Limpei o barco e me arrumei, o dia estava quente, assim coloquei um vestido fino e branco, ele era muito leve e pensei que poderia me expor, então vesti calças mesmo estando com vestido, esse dia eu desprezava qualquer padrão de moda. E pra completar peguei o presente de Gostantin, abri a caixinha e tirei o tapa olho, negro e simples. Pensei em recusar o presente quando o velho monge apareceu com ele, sentia vergonha de tirar as bandagens, elas eram incomodas e sufocavam minha pele, apertavam a cabeça, mas tampavam boa parte da cicatriz. Gostantin dissera que eu não deveria ter vergonha, que no começo me sentiria estranha, mas que agora eu era assim, deveria aceitar, me sentiria melhor e depois de um tempo nem notaria a diferença. Suspirei e tirei as faixas, desenrolando, sentindo alivio, meu rosto estava pálido onde as faixas cobriam a pele, meu olho era horrível, sem cor e riscado, e a cicatriz de arrepiar. Começava na região do supercílio, descia até o olho e continuava em duas direções diferentes, o canalha não se contentou em me cortar apenas uma vez. Uma marca era menor e terminava pouco depois da maçã do rosto, a outra descia pela bochecha, pegava todo o comprimento do lado esquerdo do meu rosto, chegava nos lábios e terminava no fim do queixo. Senti uma lagrima descer pela minha face direita, agora eu chorava apenas de um lado, olhei mais uma vez as marcas, eu tinha esquecido como eram horríveis, como eram muitas, a crueldade, quase como se voltasse a sentir a dor dos cortes, as cicatrizes não eram mais rosas, agora eram cinzas, ásperas, cravejadas no meu rosto.

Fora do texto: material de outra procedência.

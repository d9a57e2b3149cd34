pub mod docx_reader;
pub mod providers;
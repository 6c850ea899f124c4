use thiserror::Error;

#[derive(Error, Debug)]
pub enum BookingError {
    #[error("Invalid amount: {0}")]
    InvalidAmount(String),
    #[error("Payment authorization failed: {0}")]
    AuthorizationFailed(String),
    #[error("Payment capture failed: {0}")]
    CaptureFailed(String),
    #[error("Not found: {0}")]
    NotFound(String),
    #[error("Validation failed: {0}")]
    ValidationFailed(String),
    #[error("Notification failed: {0}")]
    NotificationFailed(String),
    #[error("Timed out waiting for {0}")]
    Timeout(String),
    #[error("Storage error: {0}")]
    Storage(String),
    #[error("Configuration error: {0}")]
    Config(String),
}

impl BookingError {
    /// Errors the caller may retry without risking a duplicate charge.
    pub fn is_retryable(&self) -> bool {
        matches!(
            self,
            Self::Timeout(_) | Self::CaptureFailed(_) | Self::Storage(_)
        )
    }
}

impl From<validator::ValidationErrors> for BookingError {
    fn from(errors: validator::ValidationErrors) -> Self {
        Self::ValidationFailed(errors.to_string())
    }
}

impl From<serde_json::Error> for BookingError {
    fn from(error: serde_json::Error) -> Self {
        Self::Storage(format!("Serialization error: {error}"))
    }
}

#[cfg(feature = "storage-rocksdb")]
impl From<rocksdb::Error> for BookingError {
    fn from(error: rocksdb::Error) -> Self {
        Self::Storage(error.to_string())
    }
}

pub type Result<T> = std::result::Result<T, BookingError>;
impl BookingIdentity {
    fn verify(&self, booking: &Booking) -> Result<()> {
        fn unchanged(field: &str, echoed: Option<&str>, stored: &str) -> Result<()> {
            match echoed {
                Some(value) if value != stored => Err(BookingError::ValidationFailed(format!(
                    "{field} cannot be changed on an existing booking"
                ))),
                _ => Ok(()),
            }
        }

        if self.booking_type.is_some_and(|t| t != booking.booking_type) {
            return Err(BookingError::ValidationFailed(
                "bookingType cannot be changed on an existing booking".into(),
            ));
        }
        unchanged("expert", self.expert_id.as_deref(), &booking.expert.id)?;
        unchanged("customer", self.customer_id.as_deref(), &booking.customer.id)?;
        unchanged(
            "expertisePost",
            self.expertise_post_id.as_deref(),
            &booking.expertise_post.id,
        )?;
        unchanged(
            "stripePaymentIntentId",
            self.payment_intent_id.as_deref(),
            &booking.stripe_payment_intent_id,
        )?;
        unchanged(
            "customerSubmission",
            self.customer_submission.as_deref(),
            &booking.single_text_response.customer_submission,
        )
    }
}

#[derive(Debug, Clone)]
pub struct UpdateBooking {
    pub booking_id: Uuid,
    pub identity: BookingIdentity,
    pub patch: BookingPatch,
    /// Capture the held payment and complete the booking.
    pub charge_payment_intent: bool,
}

#[derive(Debug, Clone, PartialEq)]
pub struct BookingUpdated {
    pub booking: Booking,
    /// `Some` only when a capture happened and the customer was due an email.
    pub customer_notified: Option<bool>,
}

struct Parties {
    post: ExpertisePost,
    expert: UserProfile,
    customer: UserProfile,
    payout_account: String,
}

/// Drives a booking through its lifecycle.
///
/// Every operation runs its steps strictly in order and holds no state
/// between requests, so one instance is shared by all request handlers.
/// Money moves only through the [`PaymentGateway`](crate::domain::ports::PaymentGateway):
/// a booking is persisted only after a hold exists, and marked completed only
/// after that hold is captured.
pub struct BookingOrchestrator {
    store: BookingStoreBox,
    gateway: PaymentGatewayBox,
    notifier: NotifierBox,
    directory: DirectoryBox,
    templates: NotificationTemplates,
    settings: OrchestratorSettings,
}
use serde::{Deserialize, Serialize};

/// Plain-text transactional email, in the shape the mail relay accepts.
#[derive(Debug, Clone, PartialEq, Eq, Serialize, Deserialize)]
pub struct EmailMessage {
    pub email: String,
    pub subject: String,
    pub message: String,
}
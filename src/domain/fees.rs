//! Fee calculation.
//!
//! [`compute_fees`] is the only place a service fee is derived. The quote
//! rendered to the customer and the amount sent to the payment processor both
//! come from it, so the two can never disagree.

use crate::domain::money::{Amount, Cents};
use crate::error::{BookingError, Result};
use rust_decimal::Decimal;
use rust_decimal_macros::dec;
use serde::{Deserialize, Serialize};

/// Percentage part of the customer service fee (2.9%).
pub const SERVICE_FEE_RATE: Decimal = dec!(0.029);
/// Fixed part of the customer service fee, in cents.
pub const SERVICE_FEE_FIXED: Cents = Cents(30);
/// Platform cut taken from the expert's net price.
pub const MARKETPLACE_FEE_RATE: Decimal = dec!(0.2);
/// Highest price whose total, fee included, still fits in
/// [`MAX_AMOUNT`](crate::domain::money::MAX_AMOUNT).
pub const MAX_PRICE_PER_SUBMISSION: Decimal = dec!(971817.00);

/// Price summary shown to the customer before paying.
#[derive(Debug, Clone, Copy, PartialEq, Eq, Serialize, Deserialize)]
#[serde(rename_all = "camelCase")]
pub struct FeeQuote {
    pub price_per_submission: Amount,
    pub service_fee: Amount,
    pub total: Amount,
}

/// Computes the service fee and total for a base price.
///
/// `service_fee = round2(price * 0.029 + 0.30)` with half-up rounding on
/// cents, and `total = price + service_fee`. The arithmetic runs on integer
/// cents, so `19.99` yields a fee of `0.88`, not a binary-float artefact.
pub fn compute_fees(price_per_submission: Decimal) -> Result<FeeQuote> {
    let price = Amount::new(price_per_submission)?;
    if price.value() > MAX_PRICE_PER_SUBMISSION {
        return Err(BookingError::InvalidAmount(format!(
            "{price} exceeds the maximum price per submission of {MAX_PRICE_PER_SUBMISSION}"
        )));
    }
    let price_cents = price.to_cents();

    let fee_cents = Cents::round_half_up(
        Decimal::from(price_cents.value()) * SERVICE_FEE_RATE
            + Decimal::from(SERVICE_FEE_FIXED.value()),
    )?;

    Ok(FeeQuote {
        price_per_submission: price,
        service_fee: fee_cents.to_amount()?,
        total: (price_cents + fee_cents).to_amount()?,
    })
}

/// How an authorized total is divided between the platform and the expert.
#[derive(Debug, Clone, Copy, PartialEq, Eq, Serialize)]
pub struct ChargeBreakdown {
    /// Full amount held on the customer's instrument.
    pub amount: Cents,
    /// Customer-facing service fee.
    pub service_fee: Cents,
    /// 20% of the expert's net price.
    pub marketplace_fee: Cents,
    /// `marketplace_fee + service_fee`, routed to the platform.
    pub application_fee: Cents,
    /// Remainder earmarked for the expert's payout account.
    pub payout: Cents,
}

impl ChargeBreakdown {
    pub fn new(total: Amount, service_fee: Amount) -> Result<Self> {
        let amount = total.to_cents();
        let service_fee = service_fee.to_cents();
        if service_fee >= amount {
            return Err(BookingError::InvalidAmount(format!(
                "service fee {service_fee} must be below the total {amount} (cents)"
            )));
        }

        let marketplace_fee =
            Cents::round_half_up(Decimal::from((amount - service_fee).value()) * MARKETPLACE_FEE_RATE)?;
        let application_fee = marketplace_fee + service_fee;

        Ok(Self {
            amount,
            service_fee,
            marketplace_fee,
            application_fee,
            payout: amount - application_fee,
        })
    }
}
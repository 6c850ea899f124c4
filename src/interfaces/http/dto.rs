//! Request and response bodies for the booking API.
//!
//! Every request type is validated here before it becomes an orchestrator
//! command. Money never comes from these bodies: totals supplied by a client
//! are only compared against the server-derived quote.

use crate::application::orchestrator::{
    AuthorizePayment, BookingCreated, BookingIdentity, CreateBooking, PaymentAuthorized,
    UpdateBooking,
};
use crate::domain::booking::{Booking, BookingPatch, BookingStatus, BookingType};
use crate::domain::money::Amount;
use crate::domain::query::{BookingFilter, BookingPage};
use crate::error::{BookingError, Result};
use chrono::{DateTime, Utc};
use rust_decimal::Decimal;
use serde::{Deserialize, Serialize};
use uuid::Uuid;
use validator::Validate;

/// A reference to another entity, sent either as a bare id or as the
/// populated document (`{ "_id": ..., ... }`).
#[derive(Debug, Clone, PartialEq, Eq, Deserialize)]
#[serde(untagged)]
pub enum EntityRef {
    Id(String),
    Embedded {
        #[serde(rename = "_id")]
        id: String,
    },
}

impl EntityRef {
    pub fn id(&self) -> &str {
        match self {
            EntityRef::Id(id) | EntityRef::Embedded { id } => id,
        }
    }
}

fn require_pending(status: Option<BookingStatus>) -> Result<()> {
    match status {
        Some(status) if status != BookingStatus::PendingResponse => {
            Err(BookingError::ValidationFailed(format!(
                "new bookings start as PENDING_RESPONSE, not {status}"
            )))
        }
        _ => Ok(()),
    }
}

/// POST /api/bookings
#[derive(Debug, Clone, Deserialize, Validate)]
#[serde(rename_all = "camelCase")]
pub struct CreateBookingRequest {
    pub booking_type: BookingType,
    #[validate(length(min = 1, max = 64))]
    pub expertise_post_id: String,
    #[validate(length(min = 1, max = 64))]
    pub expert_id: String,
    #[validate(length(min = 1, max = 64))]
    pub customer_id: String,
    pub status: Option<BookingStatus>,
    #[validate(length(min = 1, max = 5000))]
    pub customer_submission: String,
    #[validate(length(min = 1, max = 255))]
    pub stripe_payment_intent_id: Option<String>,
}

impl CreateBookingRequest {
    pub fn into_command(self) -> Result<CreateBooking> {
        self.validate()?;
        require_pending(self.status)?;
        Ok(CreateBooking {
            booking_type: self.booking_type,
            expertise_post_id: self.expertise_post_id,
            expert_id: self.expert_id,
            customer_id: self.customer_id,
            customer_submission: self.customer_submission,
            payment_intent_id: self.stripe_payment_intent_id,
        })
    }
}

#[derive(Debug, Clone, Serialize)]
#[serde(rename_all = "camelCase")]
pub struct CreateBookingResponse {
    pub success: bool,
    pub booking_id: Uuid,
    pub stripe_payment_intent_id: String,
    #[serde(skip_serializing_if = "Option::is_none")]
    pub client_secret: Option<String>,
    pub expert_notified: bool,
}

impl From<BookingCreated> for CreateBookingResponse {
    fn from(created: BookingCreated) -> Self {
        Self {
            success: true,
            booking_id: created.booking.id,
            stripe_payment_intent_id: created.booking.stripe_payment_intent_id,
            client_secret: created.client_secret,
            expert_notified: created.expert_notified,
        }
    }
}

/// POST /api/stripe/paymentIntent
#[derive(Debug, Clone, Deserialize, Validate)]
#[serde(rename_all = "camelCase")]
pub struct PaymentIntentRequest {
    pub total: Option<Decimal>,
    pub service_fee: Option<Decimal>,
    pub booking_type: BookingType,
    #[validate(length(min = 1, max = 64))]
    pub expertise_post_id: String,
    #[validate(length(min = 1, max = 64))]
    pub expert_id: String,
    #[validate(length(min = 1, max = 64))]
    pub customer_id: String,
    pub status: Option<BookingStatus>,
    #[validate(length(min = 1, max = 255))]
    pub expert_stripe_id: Option<String>,
}

impl PaymentIntentRequest {
    pub fn into_command(self) -> Result<AuthorizePayment> {
        self.validate()?;
        require_pending(self.status)?;
        Ok(AuthorizePayment {
            booking_type: self.booking_type,
            expertise_post_id: self.expertise_post_id,
            expert_id: self.expert_id,
            customer_id: self.customer_id,
            expected_total: self.total,
            expected_service_fee: self.service_fee,
            expected_destination: self.expert_stripe_id,
        })
    }
}

#[derive(Debug, Clone, Serialize)]
#[serde(rename_all = "camelCase")]
pub struct PaymentIntentResponse {
    pub success: bool,
    pub client_secret: Option<String>,
    pub payment_intent_id: String,
    pub total: Amount,
    pub service_fee: Amount,
}

impl From<PaymentAuthorized> for PaymentIntentResponse {
    fn from(authorized: PaymentAuthorized) -> Self {
        Self {
            success: true,
            client_secret: authorized.client_secret,
            payment_intent_id: authorized.payment_intent_id,
            total: authorized.quote.total,
            service_fee: authorized.quote.service_fee,
        }
    }
}

#[derive(Debug, Clone, Default, Deserialize, Validate)]
#[serde(rename_all = "camelCase")]
pub struct SingleTextResponsePatch {
    #[validate(length(min = 1, max = 5000))]
    pub customer_submission: Option<String>,
    #[validate(length(min = 1, max = 5000))]
    pub expert_response: Option<String>,
}

/// PUT /api/bookings/{id}
///
/// Clients send the booking back as they last saw it. Only `status` and the
/// expert response are applied; identity fields are checked against the
/// stored booking and anything else is ignored.
#[derive(Debug, Clone, Default, Deserialize, Validate)]
#[serde(rename_all = "camelCase")]
pub struct UpdateBookingRequest {
    #[serde(rename = "_id")]
    pub id: Option<Uuid>,
    pub booking_type: Option<BookingType>,
    pub expertise_post: Option<EntityRef>,
    pub expert: Option<EntityRef>,
    pub customer: Option<EntityRef>,
    pub status: Option<BookingStatus>,
    #[validate(nested)]
    pub single_text_response: Option<SingleTextResponsePatch>,
    #[validate(length(min = 1, max = 255))]
    pub stripe_payment_intent_id: Option<String>,
    #[serde(default)]
    pub charge_payment_intent: bool,
}

impl UpdateBookingRequest {
    pub fn into_command(self, booking_id: Uuid) -> Result<UpdateBooking> {
        self.validate()?;
        if self.id.is_some_and(|id| id != booking_id) {
            return Err(BookingError::ValidationFailed(
                "_id in the body does not match the booking in the path".into(),
            ));
        }

        let text = self.single_text_response.unwrap_or_default();
        Ok(UpdateBooking {
            booking_id,
            identity: BookingIdentity {
                booking_type: self.booking_type,
                expert_id: self.expert.map(|e| e.id().to_string()),
                customer_id: self.customer.map(|c| c.id().to_string()),
                expertise_post_id: self.expertise_post.map(|p| p.id().to_string()),
                payment_intent_id: self.stripe_payment_intent_id,
                customer_submission: text.customer_submission,
            },
            patch: BookingPatch {
                expected_status: None,
                status: self.status,
                expert_response: text.expert_response,
            },
            charge_payment_intent: self.charge_payment_intent,
        })
    }
}

#[derive(Debug, Clone, Serialize)]
#[serde(rename_all = "camelCase")]
pub struct BookingResponse {
    pub booking: Booking,
    #[serde(skip_serializing_if = "Option::is_none")]
    pub customer_notified: Option<bool>,
}

/// GET /api/bookings query string
#[derive(Debug, Clone, Default, Deserialize, Validate)]
#[serde(rename_all = "camelCase")]
pub struct ListBookingsQuery {
    #[validate(length(max = 200))]
    pub keyword: Option<String>,
    pub status: Option<BookingStatus>,
    pub booking_type: Option<BookingType>,
    #[validate(length(min = 1, max = 64))]
    pub expert: Option<String>,
    #[validate(length(min = 1, max = 64))]
    pub customer: Option<String>,
    #[validate(length(min = 1, max = 64))]
    pub expertise_post: Option<String>,
    pub created_after: Option<DateTime<Utc>>,
    pub created_before: Option<DateTime<Utc>>,
    pub min_total: Option<Decimal>,
    pub max_total: Option<Decimal>,
    #[validate(range(min = 1))]
    pub page: Option<u32>,
}

impl ListBookingsQuery {
    /// Returns the filter and the 1-indexed page.
    pub fn into_filter(self) -> Result<(BookingFilter, u32)> {
        self.validate()?;
        let filter = BookingFilter {
            keyword: self.keyword,
            status: self.status,
            booking_type: self.booking_type,
            expert_id: self.expert,
            customer_id: self.customer,
            expertise_post_id: self.expertise_post,
            created_after: self.created_after,
            created_before: self.created_before,
            min_total: self.min_total,
            max_total: self.max_total,
            deadline_before: None,
        };
        Ok((filter, self.page.unwrap_or(1)))
    }
}

#[derive(Debug, Clone, Serialize)]
#[serde(rename_all = "camelCase")]
pub struct ListBookingsResponse {
    pub bookings_count: usize,
    pub res_per_page: u32,
    pub filtered_bookings_count: usize,
    pub bookings: Vec<Booking>,
}

impl ListBookingsResponse {
    pub fn new(page: BookingPage, res_per_page: u32) -> Self {
        Self {
            bookings_count: page.total_count,
            res_per_page,
            filtered_bookings_count: page.filtered_count,
            bookings: page.items,
        }
    }
}
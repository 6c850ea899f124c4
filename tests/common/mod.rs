#![allow(dead_code)]

use advice_escrow::application::notifications::NotificationTemplates;
use advice_escrow::application::orchestrator::{
    BookingOrchestrator, BookingUpdated, CreateBooking, OrchestratorSettings, UpdateBooking,
};
use advice_escrow::domain::booking::{
    Booking, BookingDraft, BookingPatch, BookingStatus, BookingType,
};
use advice_escrow::domain::money::Amount;
use advice_escrow::domain::notification::EmailMessage;
use advice_escrow::domain::party::{ExpertisePost, UserProfile};
use advice_escrow::domain::payment::{
    AuthorizationHandle, AuthorizationRequest, CaptureResult, HandleStatus,
};
use advice_escrow::domain::ports::{BookingStore, Notifier, NotifierBox, PaymentGateway};
use advice_escrow::domain::query::{BookingFilter, BookingPage, Pagination};
use advice_escrow::error::{BookingError, Result};
use advice_escrow::infrastructure::in_memory::{
    InMemoryBookingStore, InMemoryDirectory, InMemoryOutbox,
};
use async_trait::async_trait;
use rust_decimal_macros::dec;
use std::collections::HashMap;
use std::sync::Arc;
use std::time::Duration;
use tokio::sync::Mutex;
use uuid::Uuid;

/// post_1 (50.00) and post_3 (19.99) belong to exp_1, who can take payouts.
/// post_2 belongs to exp_2, who has not finished payout onboarding.
pub fn directory() -> InMemoryDirectory {
    let user = |id: &str, name: &str, account: Option<&str>| UserProfile {
        id: id.into(),
        name: name.into(),
        email: format!("{}@example.com", name.to_lowercase()),
        stripe_account_id: account.map(Into::into),
    };
    let post = |id: &str, title: &str, price, owner: &str| ExpertisePost {
        id: id.into(),
        title: title.into(),
        price_per_submission: Amount::new(price).unwrap(),
        user: owner.into(),
    };

    InMemoryDirectory::new()
        .with_user(user("exp_1", "Ada", Some("acct_ada")))
        .with_user(user("exp_2", "Barbara", None))
        .with_user(user("cus_1", "Grace", None))
        .with_user(user("cus_2", "Edsger", None))
        .with_post(post("post_1", "Compiler reviews", dec!(50.00), "exp_1"))
        .with_post(post("post_2", "Distributed systems", dec!(80.00), "exp_2"))
        .with_post(post("post_3", "Quick questions", dec!(19.99), "exp_1"))
}

pub fn create_request(submission: &str) -> CreateBooking {
    CreateBooking {
        booking_type: BookingType::SingleTextResponse,
        expertise_post_id: "post_1".into(),
        expert_id: "exp_1".into(),
        customer_id: "cus_1".into(),
        customer_submission: submission.into(),
        payment_intent_id: None,
    }
}

pub fn fulfil_request(booking_id: Uuid, response: &str) -> UpdateBooking {
    UpdateBooking {
        booking_id,
        identity: Default::default(),
        patch: BookingPatch {
            expected_status: None,
            status: Some(BookingStatus::Completed),
            expert_response: Some(response.into()),
        },
        charge_payment_intent: true,
    }
}

#[derive(Default)]
struct GatewayState {
    handles: HashMap<String, AuthorizationHandle>,
    issued: u32,
    reject_authorizations: bool,
    capture_failures: u32,
    retrieve_failures: u32,
    delay: Option<Duration>,
    authorize_calls: u32,
    capture_calls: u32,
}

/// Payment gateway double issuing handles `ph_1`, `ph_2`, ... with
/// scriptable failures and latency.
#[derive(Clone, Default)]
pub struct ScriptedGateway {
    state: Arc<Mutex<GatewayState>>,
}

impl ScriptedGateway {
    pub fn new() -> Self {
        Self::default()
    }

    pub async fn reject_authorizations(&self) {
        self.state.lock().await.reject_authorizations = true;
    }

    pub async fn fail_next_captures(&self, count: u32) {
        self.state.lock().await.capture_failures = count;
    }

    /// Fails the next lookups the way the processor's retrieve endpoint does
    /// on an outage or a revoked key.
    pub async fn fail_next_retrievals(&self, count: u32) {
        self.state.lock().await.retrieve_failures = count;
    }

    pub async fn delay_calls(&self, delay: Duration) {
        self.state.lock().await.delay = Some(delay);
    }

    pub async fn status_of(&self, handle_id: &str) -> Option<HandleStatus> {
        self.state
            .lock()
            .await
            .handles
            .get(handle_id)
            .map(|h| h.status)
    }

    pub async fn authorize_calls(&self) -> u32 {
        self.state.lock().await.authorize_calls
    }

    pub async fn capture_calls(&self) -> u32 {
        self.state.lock().await.capture_calls
    }

    async fn pause(&self) {
        let delay = self.state.lock().await.delay;
        if let Some(delay) = delay {
            tokio::time::sleep(delay).await;
        }
    }
}

#[async_trait]
impl PaymentGateway for ScriptedGateway {
    async fn authorize(&self, request: AuthorizationRequest) -> Result<AuthorizationHandle> {
        self.pause().await;
        let mut state = self.state.lock().await;
        state.authorize_calls += 1;
        if state.reject_authorizations {
            return Err(BookingError::AuthorizationFailed("card declined".into()));
        }

        state.issued += 1;
        let id = format!("ph_{}", state.issued);
        let handle = AuthorizationHandle {
            client_secret: Some(format!("{id}_secret")),
            id: id.clone(),
            amount: request.breakdown.amount,
            status: HandleStatus::RequiresCapture,
            metadata: Some(request.metadata),
        };
        state.handles.insert(id, handle.clone());
        Ok(handle)
    }

    async fn retrieve(&self, handle_id: &str) -> Result<AuthorizationHandle> {
        self.pause().await;
        let mut state = self.state.lock().await;
        if state.retrieve_failures > 0 {
            state.retrieve_failures -= 1;
            return Err(BookingError::AuthorizationFailed(
                "processor returned 503 Service Unavailable".into(),
            ));
        }
        state
            .handles
            .get(handle_id)
            .cloned()
            .ok_or_else(|| BookingError::NotFound(handle_id.to_string()))
    }

    async fn capture(&self, handle_id: &str) -> Result<CaptureResult> {
        self.pause().await;
        let mut state = self.state.lock().await;
        state.capture_calls += 1;
        if state.capture_failures > 0 {
            state.capture_failures -= 1;
            return Err(BookingError::CaptureFailed("processor declined capture".into()));
        }

        let handle = state
            .handles
            .get_mut(handle_id)
            .ok_or_else(|| BookingError::CaptureFailed(handle_id.to_string()))?;
        if handle.status != HandleStatus::RequiresCapture {
            return Err(BookingError::CaptureFailed(format!(
                "{handle_id} is {}",
                handle.status
            )));
        }
        handle.status = HandleStatus::Succeeded;
        Ok(CaptureResult {
            handle_id: handle_id.to_string(),
            amount_captured: handle.amount,
            status: HandleStatus::Succeeded,
        })
    }

    async fn cancel(&self, handle_id: &str) -> Result<AuthorizationHandle> {
        self.pause().await;
        let mut state = self.state.lock().await;
        let handle = state
            .handles
            .get_mut(handle_id)
            .ok_or_else(|| BookingError::NotFound(handle_id.to_string()))?;
        if handle.status != HandleStatus::RequiresCapture {
            return Err(BookingError::ValidationFailed(format!(
                "{handle_id} is {}",
                handle.status
            )));
        }
        handle.status = HandleStatus::Canceled;
        Ok(handle.clone())
    }
}

/// In-memory store that can be told to fail its next writes.
#[derive(Clone, Default)]
pub struct FlakyStore {
    inner: InMemoryBookingStore,
    create_failures: Arc<Mutex<u32>>,
    update_failures: Arc<Mutex<u32>>,
}

impl FlakyStore {
    pub fn new() -> Self {
        Self::default()
    }

    pub async fn fail_next_creates(&self, count: u32) {
        *self.create_failures.lock().await = count;
    }

    pub async fn fail_next_updates(&self, count: u32) {
        *self.update_failures.lock().await = count;
    }

    pub async fn get(&self, id: Uuid) -> Booking {
        self.inner.find_by_id(id).await.unwrap().unwrap()
    }

    pub async fn count(&self) -> usize {
        self.inner
            .list(&BookingFilter::default(), Pagination::unbounded())
            .await
            .unwrap()
            .total_count
    }
}

async fn take_failure(counter: &Mutex<u32>) -> bool {
    let mut remaining = counter.lock().await;
    if *remaining > 0 {
        *remaining -= 1;
        true
    } else {
        false
    }
}

#[async_trait]
impl BookingStore for FlakyStore {
    async fn create(&self, draft: BookingDraft) -> Result<Booking> {
        if take_failure(&self.create_failures).await {
            return Err(BookingError::Storage("disk full".into()));
        }
        self.inner.create(draft).await
    }

    async fn find_by_id(&self, id: Uuid) -> Result<Option<Booking>> {
        self.inner.find_by_id(id).await
    }

    async fn find_by_payment_intent(&self, payment_intent_id: &str) -> Result<Option<Booking>> {
        self.inner.find_by_payment_intent(payment_intent_id).await
    }

    async fn update(&self, id: Uuid, patch: BookingPatch) -> Result<Option<Booking>> {
        if take_failure(&self.update_failures).await {
            return Err(BookingError::Storage("connection reset".into()));
        }
        self.inner.update(id, patch).await
    }

    async fn list(&self, filter: &BookingFilter, pagination: Pagination) -> Result<BookingPage> {
        self.inner.list(filter, pagination).await
    }
}

pub struct FailingNotifier;

#[async_trait]
impl Notifier for FailingNotifier {
    async fn send(&self, _message: EmailMessage) -> Result<()> {
        Err(BookingError::NotificationFailed("relay unavailable".into()))
    }
}

pub struct Fixture {
    pub orchestrator: Arc<BookingOrchestrator>,
    pub store: FlakyStore,
    pub gateway: ScriptedGateway,
    pub outbox: InMemoryOutbox,
}

impl Fixture {
    pub fn new() -> Self {
        Self::build(false, OrchestratorSettings::default())
    }

    pub fn with_failing_notifier() -> Self {
        Self::build(true, OrchestratorSettings::default())
    }

    pub fn with_settings(settings: OrchestratorSettings) -> Self {
        Self::build(false, settings)
    }

    fn build(failing_notifier: bool, settings: OrchestratorSettings) -> Self {
        let store = FlakyStore::new();
        let gateway = ScriptedGateway::new();
        let outbox = InMemoryOutbox::new();
        let notifier: NotifierBox = if failing_notifier {
            Box::new(FailingNotifier)
        } else {
            Box::new(outbox.clone())
        };

        let orchestrator = BookingOrchestrator::new(
            Box::new(store.clone()),
            Box::new(gateway.clone()),
            notifier,
            Box::new(directory()),
            NotificationTemplates::new("SlicedAdvice", "https://slicedadvice.com", 7),
            settings,
        );

        Self {
            orchestrator: Arc::new(orchestrator),
            store,
            gateway,
            outbox,
        }
    }

    pub async fn create(&self, submission: &str) -> Booking {
        self.orchestrator
            .create_booking(create_request(submission))
            .await
            .unwrap()
            .booking
    }

    pub async fn fulfil(&self, booking_id: Uuid) -> Result<BookingUpdated> {
        self.orchestrator
            .update_booking(fulfil_request(booking_id, "Here is my advice."))
            .await
    }
}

Coloquei o tapa-olho, respirei fundo e saí do quartinho.

O sol brilhava forte, ouvi o mar, as pessoas falando, risadas e até música, alguém tocava um instrumento de cordas. Andei cabisbaixa, meio envergonhada, cerrei os punhos, decidida, caminhei por aí quando vi Emil, ele parecia debilitado, ainda meio enjoado, mas já conversava com os meninos, Fidlian sentava num barril junto perto de Emilian. Gil e Blasco estavam em pé, na amurada da proa olhando o mar, com eles havia um garoto da altura de Gil, de tronco bastante forte e pele morena, e também uma garota magra de cabelos negros, um vestido florido, usando uma rosa espetada no cabelo perto da orelha. Criei coragem e me aproximei. Eles falavam sobre a cidade de Alba, olhavam através do oceano como se pudessem ver a capital, todos estavam de costas pra mim, mas Emilian se virou, ele sempre pressentia eu me aproximar, sorriu dizendo que Alba era por ali, esticando seu dedinho para o infinito, ele não disse uma palavra sobre meu visual.